Strinse le labbra e accellerò appena, distansiandosi dall’auto che la
seguiva.
Arrivata
all’aeroporto, parcheggiò e prese la valigetta che portava sul sedile
posteriore. Chiuse tutto e si portò verso l’ingresso. La giornata sarebbe
trascorsa tranquillamente, almeno era quello che lei
sperava.
Claire ritornò a
casa prima di cena. Era completamente stanca, non solo fisicamente, ma anche
psicologicamente. Non riusciva più a formare un pensiero senza che il viso di
Wesker comparisse davanti ai suoi occhi. Stava diventando un’ossessione e non si
rendeva conto di questo.
Claire cominciò
a preparare la cena meccanicamente, un gesto che ripeteva ormai ogni sera. Aveva
dato delle regole da seguire e si atteneva a queste scrupolosamente, cercando di
evitare di differire il meno possibile.
Si sentiva
continuamente osservata e questa specie di fobia aveva cominciato a fare
capolino nei suoi pensieri da un po’ di tempo. A volte le capitava anche di
sentire una forte pressione sul petto, come se qualcuno la stesse calpestando,
ricordando il momento in cui Wesker aveva premuto il suo pesante anfibio su di
lei.
Erano momento
che si sentiva morire, eppure la sua forza di volontà le faceva cadere il muro
di questa fantomatica pazzia in mille pezzi, ritrovandosi nella sua camera da
letto, completamente sudata.
Anche questa
sera stava pensando a tutto questo.

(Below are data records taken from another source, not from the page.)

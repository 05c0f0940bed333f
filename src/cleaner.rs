//! Leaked resource reconciliation.
//!
//! Races between transitions and worker restarts can leave storage engines on disk which no
//! longer belong to any live version. The cleaner periodically removes every local resource
//! which the metadata service does not know of and which has no running consumption task.

use std::collections::BTreeMap;
use std::sync::Arc;
use std::time::Duration;

use anyhow::Result;
use futures::stream::StreamExt;
use tokio::sync::broadcast;
use tokio::task::JoinHandle;
use tokio_stream::wrappers::BroadcastStream;

use crate::backend::{ConsumptionService, StorageService, StoreRepository};
use crate::config::IngestionConfig;
use crate::models::ResourceId;

const METRIC_LEAKED_RESOURCES_REMOVED: &str = "hadron_ingest_leaked_resources_removed";
const METRIC_LEAKED_RESOURCE_REMOVAL_FAILURES: &str = "hadron_ingest_leaked_resource_removal_failures";

/// A background task removing leaked storage engines on a fixed interval.
pub struct LeakedResourceCleaner {
    interval: Duration,
    storage: Arc<dyn StorageService>,
    stores: Arc<dyn StoreRepository>,
    consumption: Arc<dyn ConsumptionService>,
    /// A channel used for triggering graceful shutdown.
    shutdown_rx: BroadcastStream<()>,
}

impl LeakedResourceCleaner {
    /// Create a new instance.
    pub fn new(
        config: &IngestionConfig, storage: Arc<dyn StorageService>, stores: Arc<dyn StoreRepository>, consumption: Arc<dyn ConsumptionService>,
        shutdown_tx: &broadcast::Sender<()>,
    ) -> Self {
        metrics::register_counter!(METRIC_LEAKED_RESOURCES_REMOVED, metrics::Unit::Count, "leaked storage engines removed by the cleaner");
        metrics::register_counter!(METRIC_LEAKED_RESOURCE_REMOVAL_FAILURES, metrics::Unit::Count, "leaked storage engines which failed to be removed");
        Self {
            interval: config.leaked_resource_cleanup_interval(),
            storage,
            stores,
            consumption,
            shutdown_rx: BroadcastStream::new(shutdown_tx.subscribe()),
        }
    }

    pub fn spawn(self) -> JoinHandle<Result<()>> {
        tokio::spawn(self.run())
    }

    async fn run(mut self) -> Result<()> {
        tracing::debug!(interval = ?self.interval, "leaked resource cleaner has started");
        let mut interval = tokio::time::interval_at(tokio::time::Instant::now() + self.interval, self.interval);
        interval.set_missed_tick_behavior(tokio::time::MissedTickBehavior::Delay);
        loop {
            tokio::select! {
                _ = interval.tick() => {
                    let removed = self.clean_up_leaked_resources().await;
                    if !removed.is_empty() {
                        tracing::info!(removed = ?removed, "removed leaked resources");
                    }
                }
                _ = self.shutdown_rx.next() => break,
            }
        }
        tracing::debug!("leaked resource cleaner has shutdown");
        Ok(())
    }

    /// Execute one reconciliation pass, returning the resources which were removed.
    ///
    /// The set of local resources is snapshotted up front. A resource is leaked when its
    /// version is unknown to the metadata service and it has no running consumption task.
    /// Removal failures are logged and do not stop the pass.
    pub async fn clean_up_leaked_resources(&self) -> Vec<ResourceId> {
        let mut by_store: BTreeMap<String, Vec<ResourceId>> = BTreeMap::new();
        for resource in self.storage.local_resources() {
            by_store.entry(resource.store().to_string()).or_default().push(resource);
        }

        let mut removed = vec![];
        for (store_name, resources) in by_store {
            let store = self.stores.get_store(&store_name);
            if store.is_none() {
                tracing::debug!(store = %store_name, "store is unknown to the metadata service");
            }
            for resource in resources {
                if matches!(&store, Some(store) if store.has_version(resource.version())) {
                    continue;
                }
                if self.consumption.contains_running_consumption(&resource) {
                    tracing::debug!(%resource, "resource is unknown to the metadata service but is still consuming, keeping");
                    continue;
                }
                match self.storage.remove_storage_engine(&resource).await {
                    Ok(()) => {
                        tracing::info!(%resource, "removed leaked resource");
                        metrics::increment_counter!(METRIC_LEAKED_RESOURCES_REMOVED);
                        removed.push(resource);
                    }
                    Err(err) => {
                        tracing::error!(error = ?err, %resource, "error removing leaked resource");
                        metrics::increment_counter!(METRIC_LEAKED_RESOURCE_REMOVAL_FAILURES);
                    }
                }
            }
        }
        removed
    }
}
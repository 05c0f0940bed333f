//! In-memory collaborators used across the test suite.

use std::collections::{BTreeMap, BTreeSet, HashMap, HashSet};
use std::sync::atomic::{AtomicBool, Ordering};
use std::sync::{Arc, Mutex};

use anyhow::{bail, Result};
use tokio::sync::mpsc;

use crate::backend::{ComponentFactory, Components, ConsumptionService, ReportSink, StorageMetadataService, StorageService, StoreRepository};
use crate::config::IngestionConfig;
use crate::error::IngestionError;
use crate::models::{IngestionTaskReport, PartitionKey, ResourceId, Store};
use crate::notifier::IngestionNotifier;
use crate::state_model::SectionToken;

/// Build a partition key.
pub fn key(store: &str, version: u32, partition: u32) -> PartitionKey {
    PartitionKey::new(ResourceId::new(store, version), partition)
}

/// Build a store with the given current version and known versions.
pub fn store(name: &str, current_version: u32, versions: &[u32]) -> Store {
    Store {
        name: name.into(),
        current_version,
        versions: versions.to_vec(),
        bootstrap_to_online_timeout_hours: None,
    }
}

/// Find the typed ingestion error in the given error's chain.
pub fn ingestion_error(err: &anyhow::Error) -> Option<&IngestionError> {
    err.chain().find_map(|cause| cause.downcast_ref::<IngestionError>())
}

fn lock<T>(mutex: &Mutex<T>) -> std::sync::MutexGuard<'_, T> {
    match mutex.lock() {
        Ok(guard) => guard,
        Err(poisoned) => poisoned.into_inner(),
    }
}

/// A call made against the fake consumption engine.
#[derive(Clone, Debug, PartialEq, Eq)]
pub enum ConsumptionCall {
    Start(PartitionKey),
    Stop(PartitionKey),
    Kill(ResourceId),
    Reset(PartitionKey),
    Promote(PartitionKey, u64),
    Demote(PartitionKey, u64),
    StopService,
}

/// A consumption engine recording every call.
#[derive(Default)]
pub struct FakeConsumption {
    calls: Mutex<Vec<ConsumptionCall>>,
    consuming: Mutex<HashSet<PartitionKey>>,
    running: Mutex<HashSet<ResourceId>>,
    /// When set, partitions keep consuming after being stopped.
    stuck: AtomicBool,
    /// When set, the next engine call fails with this message.
    failure: Mutex<Option<String>>,
}

impl FakeConsumption {
    pub fn new() -> Arc<Self> {
        Arc::new(Self::default())
    }

    pub fn calls(&self) -> Vec<ConsumptionCall> {
        lock(&self.calls).clone()
    }

    pub fn count(&self, pred: impl Fn(&ConsumptionCall) -> bool) -> usize {
        lock(&self.calls).iter().filter(|call| pred(call)).count()
    }

    pub fn started(&self, key: &PartitionKey) -> bool {
        self.count(|call| call == &ConsumptionCall::Start(key.clone())) > 0
    }

    /// Mark the given partition as consuming, along with its resource.
    pub fn set_consuming(&self, key: &PartitionKey) {
        lock(&self.consuming).insert(key.clone());
        lock(&self.running).insert(key.resource.clone());
    }

    /// Mark the given resource as having a running consumption task.
    pub fn set_running(&self, resource: &ResourceId) {
        lock(&self.running).insert(resource.clone());
    }

    pub fn set_stuck(&self, stuck: bool) {
        self.stuck.store(stuck, Ordering::SeqCst);
    }

    pub fn fail_next(&self, message: &str) {
        *lock(&self.failure) = Some(message.into());
    }

    fn record(&self, call: ConsumptionCall) -> Result<()> {
        lock(&self.calls).push(call);
        if let Some(message) = lock(&self.failure).take() {
            bail!("{}", message);
        }
        Ok(())
    }
}

#[async_trait::async_trait]
impl ConsumptionService for FakeConsumption {
    async fn start_consumption(&self, key: &PartitionKey) -> Result<()> {
        self.record(ConsumptionCall::Start(key.clone()))?;
        self.set_consuming(key);
        Ok(())
    }

    async fn stop_consumption(&self, key: &PartitionKey) -> Result<()> {
        self.record(ConsumptionCall::Stop(key.clone()))?;
        if !self.stuck.load(Ordering::SeqCst) {
            lock(&self.consuming).remove(key);
        }
        Ok(())
    }

    async fn kill_consumption_task(&self, resource: &ResourceId) -> Result<bool> {
        self.record(ConsumptionCall::Kill(resource.clone()))?;
        lock(&self.consuming).retain(|key| &key.resource != resource);
        Ok(lock(&self.running).remove(resource))
    }

    async fn reset_consumption_offset(&self, key: &PartitionKey) -> Result<()> {
        self.record(ConsumptionCall::Reset(key.clone()))
    }

    async fn promote_to_leader(&self, key: &PartitionKey, section: SectionToken) -> Result<()> {
        self.record(ConsumptionCall::Promote(key.clone(), section.id()))
    }

    async fn demote_to_standby(&self, key: &PartitionKey, section: SectionToken) -> Result<()> {
        self.record(ConsumptionCall::Demote(key.clone(), section.id()))
    }

    fn is_partition_consuming(&self, key: &PartitionKey) -> bool {
        lock(&self.consuming).contains(key)
    }

    fn contains_running_consumption(&self, resource: &ResourceId) -> bool {
        lock(&self.running).contains(resource)
    }

    async fn stop(&self) -> Result<()> {
        self.record(ConsumptionCall::StopService)
    }
}

/// An in-memory storage service.
#[derive(Default)]
pub struct FakeStorage {
    resources: Mutex<BTreeMap<ResourceId, BTreeSet<u32>>>,
    metadata_open: Mutex<BTreeSet<ResourceId>>,
    dropped: Mutex<Vec<PartitionKey>>,
    removed: Mutex<Vec<ResourceId>>,
    fail_removal: Mutex<HashSet<ResourceId>>,
    stopped: AtomicBool,
}

impl FakeStorage {
    pub fn new() -> Arc<Self> {
        Arc::new(Self::default())
    }

    /// Register a resource as present on disk.
    pub fn add_resource(&self, resource: ResourceId) {
        lock(&self.resources).entry(resource).or_default();
    }

    pub fn fail_removal_of(&self, resource: &ResourceId) {
        lock(&self.fail_removal).insert(resource.clone());
    }

    pub fn has_partition(&self, key: &PartitionKey) -> bool {
        lock(&self.resources).get(&key.resource).map(|parts| parts.contains(&key.partition)).unwrap_or(false)
    }

    pub fn is_metadata_open(&self, resource: &ResourceId) -> bool {
        lock(&self.metadata_open).contains(resource)
    }

    pub fn dropped(&self) -> Vec<PartitionKey> {
        lock(&self.dropped).clone()
    }

    pub fn removed(&self) -> Vec<ResourceId> {
        lock(&self.removed).clone()
    }

    pub fn is_stopped(&self) -> bool {
        self.stopped.load(Ordering::SeqCst)
    }
}

#[async_trait::async_trait]
impl StorageService for FakeStorage {
    async fn open_partition(&self, key: &PartitionKey) -> Result<()> {
        lock(&self.resources).entry(key.resource.clone()).or_default().insert(key.partition);
        Ok(())
    }

    async fn open_metadata_partition(&self, resource: &ResourceId) -> Result<()> {
        lock(&self.resources).entry(resource.clone()).or_default();
        lock(&self.metadata_open).insert(resource.clone());
        Ok(())
    }

    async fn drop_partition(&self, key: &PartitionKey) -> Result<()> {
        if let Some(parts) = lock(&self.resources).get_mut(&key.resource) {
            parts.remove(&key.partition);
        }
        lock(&self.dropped).push(key.clone());
        Ok(())
    }

    async fn remove_storage_engine(&self, resource: &ResourceId) -> Result<()> {
        if lock(&self.fail_removal).contains(resource) {
            bail!("injected failure removing {}", resource);
        }
        lock(&self.resources).remove(resource);
        lock(&self.metadata_open).remove(resource);
        lock(&self.removed).push(resource.clone());
        Ok(())
    }

    fn local_resources(&self) -> Vec<ResourceId> {
        lock(&self.resources).keys().cloned().collect()
    }

    fn open_partition_count(&self) -> usize {
        lock(&self.resources).values().map(|parts| parts.len()).sum()
    }

    async fn stop(&self) -> Result<()> {
        self.stopped.store(true, Ordering::SeqCst);
        Ok(())
    }
}

/// An in-memory store repository.
#[derive(Default)]
pub struct FakeStores {
    stores: Mutex<HashMap<String, Store>>,
    subscribed: Mutex<HashSet<String>>,
}

impl FakeStores {
    pub fn new() -> Arc<Self> {
        Arc::new(Self::default())
    }

    pub fn put(&self, store: Store) {
        lock(&self.stores).insert(store.name.clone(), store);
    }

    pub fn is_subscribed(&self, name: &str) -> bool {
        lock(&self.subscribed).contains(name)
    }
}

#[async_trait::async_trait]
impl StoreRepository for FakeStores {
    fn get_store(&self, name: &str) -> Option<Store> {
        lock(&self.stores).get(name).cloned()
    }

    async fn subscribe(&self, name: &str) -> Result<()> {
        lock(&self.subscribed).insert(name.into());
        Ok(())
    }
}

/// An in-memory storage metadata service.
#[derive(Default)]
pub struct FakeStorageMetadata {
    offsets: Mutex<HashMap<PartitionKey, Vec<u8>>>,
    version_states: Mutex<HashMap<ResourceId, Vec<u8>>>,
}

impl FakeStorageMetadata {
    pub fn offset_record(&self, key: &PartitionKey) -> Option<Vec<u8>> {
        lock(&self.offsets).get(key).cloned()
    }

    pub fn store_version_state(&self, resource: &ResourceId) -> Option<Vec<u8>> {
        lock(&self.version_states).get(resource).cloned()
    }
}

#[async_trait::async_trait]
impl StorageMetadataService for FakeStorageMetadata {
    async fn put_offset_record(&self, key: &PartitionKey, record: &[u8]) -> Result<()> {
        lock(&self.offsets).insert(key.clone(), record.to_vec());
        Ok(())
    }

    async fn clear_offset_record(&self, key: &PartitionKey) -> Result<()> {
        lock(&self.offsets).remove(key);
        Ok(())
    }

    async fn put_store_version_state(&self, resource: &ResourceId, state: &[u8]) -> Result<()> {
        lock(&self.version_states).insert(resource.clone(), state.to_vec());
        Ok(())
    }

    async fn clear_store_version_state(&self, resource: &ResourceId) -> Result<()> {
        lock(&self.version_states).remove(resource);
        Ok(())
    }
}

/// A report sink forwarding every report onto a channel.
pub struct ChannelSink {
    tx: mpsc::UnboundedSender<IngestionTaskReport>,
}

impl ChannelSink {
    pub fn new() -> (Arc<Self>, mpsc::UnboundedReceiver<IngestionTaskReport>) {
        let (tx, rx) = mpsc::unbounded_channel();
        (Arc::new(Self { tx }), rx)
    }
}

#[async_trait::async_trait]
impl ReportSink for ChannelSink {
    async fn send(&self, report: IngestionTaskReport) -> Result<()> {
        self.tx.send(report)?;
        Ok(())
    }
}

/// A component factory handing out in-memory components.
pub struct FakeFactory {
    pub consumption: Arc<FakeConsumption>,
    pub storage: Arc<FakeStorage>,
    pub stores: Arc<FakeStores>,
    pub storage_metadata: Arc<FakeStorageMetadata>,
    pub sink: Arc<ChannelSink>,
    notifier: Mutex<Option<IngestionNotifier>>,
    fail: AtomicBool,
}

impl FakeFactory {
    pub fn new() -> (Arc<Self>, mpsc::UnboundedReceiver<IngestionTaskReport>) {
        let (sink, reports) = ChannelSink::new();
        (
            Arc::new(Self {
                consumption: FakeConsumption::new(),
                storage: FakeStorage::new(),
                stores: FakeStores::new(),
                storage_metadata: Arc::new(FakeStorageMetadata::default()),
                sink,
                notifier: Mutex::new(None),
                fail: AtomicBool::new(false),
            }),
            reports,
        )
    }

    /// Make the next builds fail.
    pub fn set_fail(&self, fail: bool) {
        self.fail.store(fail, Ordering::SeqCst);
    }

    /// The notifier handed to the last successful build.
    pub fn notifier(&self) -> Option<IngestionNotifier> {
        lock(&self.notifier).clone()
    }
}

#[async_trait::async_trait]
impl ComponentFactory for FakeFactory {
    async fn build(&self, _config: Arc<IngestionConfig>, notifier: IngestionNotifier) -> Result<Components> {
        if self.fail.load(Ordering::SeqCst) {
            bail!("injected failure building components");
        }
        *lock(&self.notifier) = Some(notifier);
        Ok(Components {
            consumption: self.consumption.clone(),
            storage: self.storage.clone(),
            stores: self.stores.clone(),
            storage_metadata: self.storage_metadata.clone(),
            report_sink: self.sink.clone(),
        })
    }
}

Non riusciva a darsi una spiegazione e
cercava di tenere occupata la mente nel piatto del giorno. Seguiva anche un
corso di cucina, tentava in tutti i modi di occuparsi la giornata così da
ritornare stanca e con la tremenda voglia di dormire.
Molte volte
questo non succedeva e dunque si districava tra i fornelli. Aveva preparato un
piatto semplice per quella sera e mangiò il tutto con un’assoluta
calma.
Claire sistemò
il tutto e, come ogni sera, sentì il telefono squillare. Era sicuramente Chris.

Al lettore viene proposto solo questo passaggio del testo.